What needs to be done :: Among the entries below, find the lines holding "files" and copy them.

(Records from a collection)
══════

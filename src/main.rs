use std::{
    io,
    path::{Path, PathBuf},
    process,
};

use anyhow::{bail, Context};
use clap::Parser;
use log::{error, info};

use matfactory::prelude::*;

#[derive(Parser, Debug)]
#[command(name = "matfactory")]
#[command(about = "Compile material descriptions (.mt) into material graphs")]
struct Args {
    /// Material descriptions to compile
    #[arg(required_unless_present = "list_kinds")]
    files: Vec<PathBuf>,

    /// Print the accepted node kinds with their parameters and exit
    #[arg(long = "list-kinds")]
    list_kinds: bool,

    /// Publish graphs without checking them for cycles
    #[arg(long = "no-validate")]
    no_validate: bool,

    /// Package directory materials are created in
    #[arg(long = "package", default_value = "/Game/Materials")]
    package: String,
}

fn list_kinds(registry: &Registry) {
    for (kind, schema) in registry.kinds() {
        let sockets = kind.sockets();
        if sockets.is_empty() {
            println!("{kind} <name> {}", schema.join(" "));
        } else {
            println!(
                "{kind} <name> {} (inputs: {})",
                schema.join(" "),
                sockets.join(", ")
            );
        }
    }
}

fn material_name(path: &Path) -> anyhow::Result<&str> {
    path.file_stem()
        .and_then(|stem| stem.to_str())
        .with_context(|| format!("`{}` has no usable file name", path.display()))
}

fn build(path: &Path, args: &Args, sink: &mut dyn GraphSink) -> anyhow::Result<()> {
    let name = material_name(path)?;
    let root = path.parent().unwrap_or_else(|| Path::new("."));
    let textures = FileTextureLoader::relative_to(root);

    let factory = MaterialFactory::new(&textures)
        .with_package(format!("{}/{name}", args.package.trim_end_matches('/')));
    let result = factory.compile_file(path)?;

    if !result.ok {
        for line_error in &result.errors {
            error!("{}:{line_error}", path.display());
        }
        bail!(
            "`{}` failed to compile with {} error(s)",
            path.display(),
            result.errors.len()
        );
    }

    let material = if args.no_validate {
        result.material.assume_valid()
    } else {
        result
            .material
            .validate()
            .with_context(|| format!("`{}` is not a valid material", path.display()))?
    };

    sink.publish(name, &material)?;
    info!("Published `{name}` to `{}`", factory.package());

    Ok(())
}

fn main() {
    env_logger::Builder::from_env(env_logger::Env::default().default_filter_or("info")).init();

    let args = Args::parse();

    if args.list_kinds {
        list_kinds(&REGISTRY);
        return;
    }

    let mut sink = WriterSink::new(io::stdout());
    let mut failures = 0;
    for path in &args.files {
        if let Err(err) = build(path, &args, &mut sink) {
            error!("{err:#}");
            failures += 1;
        }
    }

    info!(
        "{} material(s) published, {failures} failed",
        sink.published()
    );

    if failures > 0 {
        process::exit(1);
    }
}
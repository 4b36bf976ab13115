//! Texture sampling.

use log::debug;

use crate::shader::{
    error::{Error, LineResult},
    graph::{Expression, NodeKind},
    registry::{expect_params, Construct, Context},
};

/// Builds [Expression::TextureSample] nodes, importing the texture through the context's
/// [TextureLoader](crate::texture::TextureLoader). The coordinates can be connected afterwards
/// through `<name>Coordinates`.
pub struct TextureSample;

impl Construct for TextureSample {
    fn schema(&self) -> &'static [&'static str] {
        &["path"]
    }

    fn construct(&self, params: &[&str], context: &Context<'_>) -> LineResult<Expression> {
        let [path] = expect_params::<1>(NodeKind::TextureSample, params)?;

        let texture = context
            .textures
            .load(path, context.package)
            .map_err(|source| Error::ResourceLoadFailure {
                path: path.to_owned(),
                source,
            })?;
        debug!("Texture `{path}` imported as `{}`", texture.package);

        Ok(Expression::TextureSample {
            texture,
            coordinates: None,
        })
    }
}
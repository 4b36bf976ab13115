//! Fixed-size vector definition used for packed literal parameters.

use std::fmt::Display;

#[derive(PartialEq, Clone, Copy, Debug)]
/// DIM-dimensional vector of TYPE values.
pub struct Vector<const DIM: usize, TYPE = f32> {
    /// Components, in declaration order.
    pub inner: [TYPE; DIM],
}

/// Two-channel constant, as produced by `(r,g)` literals.
pub type Vec2 = Vector<2>;
/// Four-channel constant, as produced by `(r,g,b,a)` literals.
pub type Vec4 = Vector<4>;

impl<const DIM: usize, TYPE> From<[TYPE; DIM]> for Vector<DIM, TYPE> {
    fn from(inner: [TYPE; DIM]) -> Self {
        Self { inner }
    }
}

impl<const DIM: usize, TYPE: Copy> TryFrom<&[TYPE]> for Vector<DIM, TYPE> {
    /// Number of components actually present in the slice.
    type Error = usize;

    fn try_from(value: &[TYPE]) -> Result<Self, Self::Error> {
        <[TYPE; DIM]>::try_from(value)
            .map(|inner| Self { inner })
            .map_err(|_| value.len())
    }
}

impl<const DIM: usize, TYPE: Display> Display for Vector<DIM, TYPE> {
    fn fmt(&self, f: &mut std::fmt::Formatter<'_>) -> std::fmt::Result {
        write!(f, "(")?;
        for (i, v) in self.inner.iter().enumerate() {
            if i != 0 {
                write!(f, ",")?;
            }
            write!(f, "{v}")?;
        }
        write!(f, ")")
    }
}

#[cfg(test)]
mod test {
    use super::*;

    #[test]
    fn from_exact_slice() {
        let got = Vec2::try_from([0.25_f32, -1.].as_slice());
        assert_eq!(got, Ok(Vector::from([0.25, -1.])));
    }

    #[test]
    fn from_wrong_slice_reports_length() {
        assert_eq!(Vec4::try_from([1_f32, 2., 3.].as_slice()), Err(3));
        assert_eq!(Vec2::try_from([1_f32, 2., 3.].as_slice()), Err(3));
    }

    #[test]
    fn display() {
        assert_eq!(Vec4::from([0.1, 0.2, 0.3, 1.]).to_string(), "(0.1,0.2,0.3,1)");
    }
}
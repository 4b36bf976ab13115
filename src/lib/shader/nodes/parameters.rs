//! Constant sources: parameters exposed to material instances and plain constants.
//!
//! Parameters:
//! - VectorParameter: `(r,g,b,a)` default color
//! - ScalarParameter: numeric default
//! - Constant2Vector: `(r,g)` constant

use crate::{
    color::LinearColor,
    shader::{
        error::LineResult,
        graph::{Expression, NodeKind},
        parsing::{parse_number, parse_vector},
        registry::{expect_params, Construct, Context},
    },
};

/// Builds [Expression::VectorParameter] nodes.
pub struct VectorParameter;

impl Construct for VectorParameter {
    fn schema(&self) -> &'static [&'static str] {
        &["color"]
    }

    fn construct(&self, params: &[&str], _context: &Context<'_>) -> LineResult<Expression> {
        let [color] = expect_params::<1>(NodeKind::VectorParameter, params)?;

        Ok(Expression::VectorParameter {
            default: LinearColor::from(parse_vector::<4>(color)?),
        })
    }
}

/// Builds [Expression::ScalarParameter] nodes.
pub struct ScalarParameter;

impl Construct for ScalarParameter {
    fn schema(&self) -> &'static [&'static str] {
        &["value"]
    }

    fn construct(&self, params: &[&str], _context: &Context<'_>) -> LineResult<Expression> {
        let [value] = expect_params::<1>(NodeKind::ScalarParameter, params)?;

        Ok(Expression::ScalarParameter {
            default: parse_number(value)?,
        })
    }
}

/// Builds [Expression::Constant2Vector] nodes.
pub struct Constant2Vector;

impl Construct for Constant2Vector {
    fn schema(&self) -> &'static [&'static str] {
        &["value"]
    }

    fn construct(&self, params: &[&str], _context: &Context<'_>) -> LineResult<Expression> {
        let [value] = expect_params::<1>(NodeKind::Constant2Vector, params)?;

        Ok(Expression::Constant2Vector {
            value: parse_vector::<2>(value)?,
        })
    }
}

══════

Response to this task ::
    files: Vec<PathBuf>,
    for path in &args.files {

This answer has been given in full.